Trig Identities - Pre-calculus in a Nutshell - Section 4 Question 1

In summary, the conversation is about solving an identity involving trigonometric functions. The conversation starts with a user asking for help in establishing the identity, and another user providing a direct approach to solving it. The conversation also includes the user sharing their progress and thanking another user for their help. Eventually, the user is able to solve the identity using fractions and the
  • #1
Homework Statement
Morning, I hope someone could help me.

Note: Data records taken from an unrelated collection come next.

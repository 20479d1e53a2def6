// src/config.rs

//! Manages gateway configuration: loading, defaults, and validation.

use crate::core::stream::{DEFAULT_STREAM, worker_stream};
use anyhow::{Context, Result, anyhow};
use serde::{Deserialize, Serialize};
use std::fs;
use std::time::Duration;
use tracing::warn;

/// Heartbeat and eviction settings. Bots and workers sweep on independent
/// cadences; bots additionally get server-initiated pings.
#[derive(Serialize, Deserialize, Debug, Clone)]
pub struct HeartbeatConfig {
    /// How often the gateway pings each bot connection.
    #[serde(with = "humantime_serde", default = "default_bot_ping_interval")]
    pub bot_ping_interval: Duration,
    /// How often the bot table is swept for silent connections.
    #[serde(with = "humantime_serde", default = "default_bot_sweep_interval")]
    pub bot_sweep_interval: Duration,
    /// How often the worker table is swept for silent connections.
    #[serde(with = "humantime_serde", default = "default_worker_sweep_interval")]
    pub worker_sweep_interval: Duration,
    /// Silence ceiling after which a bot is evicted.
    #[serde(with = "humantime_serde", default = "default_heartbeat_ceiling")]
    pub bot_timeout: Duration,
    /// Silence ceiling after which a worker is evicted.
    #[serde(with = "humantime_serde", default = "default_heartbeat_ceiling")]
    pub worker_timeout: Duration,
}

fn default_bot_ping_interval() -> Duration {
    Duration::from_secs(30)
}
fn default_bot_sweep_interval() -> Duration {
    Duration::from_secs(60)
}
fn default_worker_sweep_interval() -> Duration {
    Duration::from_secs(30)
}
fn default_heartbeat_ceiling() -> Duration {
    Duration::from_secs(120)
}

impl Default for HeartbeatConfig {
    fn default() -> Self {
        Self {
            bot_ping_interval: default_bot_ping_interval(),
            bot_sweep_interval: default_bot_sweep_interval(),
            worker_sweep_interval: default_worker_sweep_interval(),
            bot_timeout: default_heartbeat_ceiling(),
            worker_timeout: default_heartbeat_ceiling(),
        }
    }
}

/// Request/response correlation settings.
#[derive(Serialize, Deserialize, Debug, Clone)]
pub struct CorrelationConfig {
    /// Fixed window from send time after which an unanswered API call fails.
    #[serde(with = "humantime_serde", default = "default_correlation_timeout")]
    pub timeout: Duration,
}

fn default_correlation_timeout() -> Duration {
    Duration::from_secs(30)
}

impl Default for CorrelationConfig {
    fn default() -> Self {
        Self {
            timeout: default_correlation_timeout(),
        }
    }
}

/// Durable stream delivery settings.
#[derive(Serialize, Deserialize, Debug, Clone)]
pub struct DurableConfig {
    /// When true, inbound events are appended to the stream store instead of
    /// being pushed to a live worker connection.
    #[serde(default)]
    pub enabled: bool,
    /// The consumer group name, fixed per deployment.
    #[serde(default = "default_group")]
    pub group: String,
    /// The consumer name; defaults to a per-process `nexus-<id>`.
    #[serde(skip_serializing_if = "Option::is_none", default)]
    pub consumer: Option<String>,
    /// Extra worker streams (`queue:worker:<id>`) this process consumes, in
    /// addition to the default stream.
    #[serde(default)]
    pub worker_streams: Vec<String>,
    /// Maximum entries retained per stream. `0` means unbounded.
    #[serde(default = "default_maxlen")]
    pub maxlen: usize,
    /// Maximum entries read per batch.
    #[serde(default = "default_batch_size")]
    pub batch_size: usize,
    /// How long a blocked read waits before coming back empty.
    #[serde(with = "humantime_serde", default = "default_block_timeout")]
    pub block_timeout: Duration,
    /// Pending entries idle past this are re-claimable by other group members.
    #[serde(with = "humantime_serde", default = "default_claim_min_idle")]
    pub claim_min_idle: Duration,
    /// How often a consumer sweeps for claimable entries.
    #[serde(with = "humantime_serde", default = "default_claim_interval")]
    pub claim_interval: Duration,
}

fn default_group() -> String {
    "nexus".to_string()
}
fn default_maxlen() -> usize {
    16384
}
fn default_batch_size() -> usize {
    32
}
fn default_block_timeout() -> Duration {
    Duration::from_secs(2)
}
fn default_claim_min_idle() -> Duration {
    Duration::from_secs(60)
}
fn default_claim_interval() -> Duration {
    Duration::from_secs(30)
}

impl Default for DurableConfig {
    fn default() -> Self {
        Self {
            enabled: false,
            group: default_group(),
            consumer: None,
            worker_streams: Vec::new(),
            maxlen: default_maxlen(),
            batch_size: default_batch_size(),
            block_timeout: default_block_timeout(),
            claim_min_idle: default_claim_min_idle(),
            claim_interval: default_claim_interval(),
        }
    }
}

/// Prometheus metrics listener settings.
#[derive(Serialize, Deserialize, Debug, Clone)]
pub struct MetricsConfig {
    #[serde(default)]
    pub enabled: bool,
    #[serde(default = "default_metrics_port")]
    pub port: u16,
}

fn default_metrics_port() -> u16 {
    9644
}

impl Default for MetricsConfig {
    fn default() -> Self {
        Self {
            enabled: false,
            port: default_metrics_port(),
        }
    }
}

/// A pinned routing rule loaded at startup.
#[derive(Serialize, Deserialize, Debug, Clone)]
pub struct RuleEntry {
    /// Glob pattern matched against group, bot, and user identifiers.
    pub pattern: String,
    /// The worker id the matching events are pinned to.
    pub worker: String,
}

#[derive(Serialize, Deserialize, Debug, Clone, Default)]
pub struct RoutingConfig {
    #[serde(default)]
    pub rules: Vec<RuleEntry>,
}

/// The final, validated gateway configuration.
#[derive(Serialize, Deserialize, Debug, Clone)]
pub struct Config {
    #[serde(default = "default_host")]
    pub host: String,
    #[serde(default = "default_port")]
    pub port: u16,
    #[serde(default = "default_log_level")]
    pub log_level: String,
    /// Upgrades are rejected once this many connections are live.
    #[serde(default = "default_max_clients")]
    pub max_clients: usize,
    #[serde(default)]
    pub heartbeat: HeartbeatConfig,
    #[serde(default)]
    pub correlation: CorrelationConfig,
    #[serde(default)]
    pub durable: DurableConfig,
    #[serde(default)]
    pub metrics: MetricsConfig,
    #[serde(default)]
    pub routing: RoutingConfig,
}

fn default_host() -> String {
    "127.0.0.1".to_string()
}
fn default_port() -> u16 {
    6700
}
fn default_log_level() -> String {
    "info".to_string()
}
fn default_max_clients() -> usize {
    10000
}

impl Default for Config {
    fn default() -> Self {
        Self {
            host: default_host(),
            port: default_port(),
            log_level: default_log_level(),
            max_clients: default_max_clients(),
            heartbeat: HeartbeatConfig::default(),
            correlation: CorrelationConfig::default(),
            durable: DurableConfig::default(),
            metrics: MetricsConfig::default(),
            routing: RoutingConfig::default(),
        }
    }
}

impl Config {
    /// Loads and validates configuration from a TOML file.
    pub fn from_file(path: &str) -> Result<Self> {
        let contents = fs::read_to_string(path)
            .with_context(|| format!("Failed to read config file '{path}'"))?;
        let config: Config = toml::from_str(&contents)
            .with_context(|| format!("Failed to parse config file '{path}'"))?;
        config.validate()?;
        Ok(config)
    }

    /// The full set of streams a durable consumer process must read: the
    /// default stream, the explicitly configured worker streams, and the
    /// per-worker streams that pinned routing rules publish to. Deduplicated,
    /// order preserved.
    pub fn consumer_streams(&self) -> Vec<String> {
        let mut streams = vec![DEFAULT_STREAM.to_string()];
        let pinned = self
            .durable
            .worker_streams
            .iter()
            .chain(self.routing.rules.iter().map(|rule| &rule.worker));
        for id in pinned {
            let stream = worker_stream(id);
            if !streams.contains(&stream) {
                streams.push(stream);
            }
        }
        streams
    }

    /// Validates the resolved configuration to ensure logical consistency.
    pub fn validate(&self) -> Result<()> {
        if self.port == 0 {
            return Err(anyhow!("port cannot be 0"));
        }
        if self.host.trim().is_empty() {
            return Err(anyhow!("host cannot be empty"));
        }
        if self.max_clients == 0 {
            return Err(anyhow!("max_clients cannot be 0"));
        }
        if self.correlation.timeout.is_zero() {
            return Err(anyhow!("correlation.timeout cannot be 0"));
        }
        if self.heartbeat.bot_timeout.is_zero() || self.heartbeat.worker_timeout.is_zero() {
            return Err(anyhow!("heartbeat ceilings cannot be 0"));
        }
        if self.heartbeat.bot_timeout <= self.heartbeat.bot_ping_interval {
            warn!(
                "bot_timeout ({:?}) is not larger than bot_ping_interval ({:?}); bots may be evicted between pings.",
                self.heartbeat.bot_timeout, self.heartbeat.bot_ping_interval
            );
        }
        if self.durable.enabled && self.durable.batch_size == 0 {
            return Err(anyhow!("durable.batch_size cannot be 0"));
        }
        if self.durable.enabled && self.durable.group.trim().is_empty() {
            return Err(anyhow!("durable.group cannot be empty"));
        }
        if self.metrics.enabled {
            if self.metrics.port == 0 {
                return Err(anyhow!("metrics.port cannot be 0"));
            }
            if self.metrics.port == self.port {
                return Err(anyhow!(
                    "metrics.port cannot be the same as the main gateway port"
                ));
            }
        }
        Ok(())
    }
}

I've tackled this one a few times and keep getting stuck.
Essentially its to establish the following identity
Relevant Equations
$$\frac{\sin \theta + \tan \theta}{\csc \theta + \cot \theta} = \sin \theta \tan \theta$$
My latest attempt
\begin{align*}
\frac{\sin \theta + \tan \theta}{\csc \theta + \cot \theta} = \\
\frac{\sin \theta + \tan \theta}{\csc \theta + \cot \theta} \cdot \frac{\csc \theta - \cot \theta}{\csc \theta - \cot \theta} =\\
\frac{\sin \theta \csc \theta + \tan\theta \csc \theta - \sin \theta \cot \theta - \tan \theta \cot \theta}{\csc^2 \theta - \cot^2 \theta} = \\
\frac{1 + \tan\theta \csc \theta - \sin \theta \cot \theta - 1}{\csc^2 \theta - \cot^2 \theta} = \\
\frac{\tan\theta \csc \theta - \sin \theta \cot \theta }{\csc^2 \theta - \cot^2 \theta} = \\
\frac{\tan\theta \csc \theta - \sin \theta \cot \theta }{1} = \\
\frac{\tan\theta}{\sin \theta} - \frac{\sin \theta} {\tan \theta} = \\
\end{align*}

I would even be grateful for any resources on solving problems like this, I have checked out few youtube videos which are helping, but the problems explained tend to have less terms.
Many thanks in advance
 
Physics news on Phys.org
  • #2
I'd convert everything to [itex] \sin\theta[/itex] and [itex] \cos\theta[/itex] first then simplify the expression.
 
  • Like
Likes DaveE, MichaelRocke and PeroK
  • #3
MichaelRocke said:
Homework Statement:: Morning, I hope someone could help me. I've tackled this one a few times and keep getting stuck.
Essentially its to establish the following identity
Relevant Equations:: $$\frac{\sin \theta + \tan \theta}{\csc \theta + \cot \theta} = \sin \theta \tan \theta$$

The first thing I saw was a factor of ##\sin \theta## on the LHS:
$$\sin \theta + \tan \theta = \sin \theta(1 + \frac{ 1}{ \cos \theta})$$
 
  • Like
Likes MichaelRocke
  • #4
FWIW I simply cleared the fraction by multipying by denominator. Everything cancels apart from the numerator.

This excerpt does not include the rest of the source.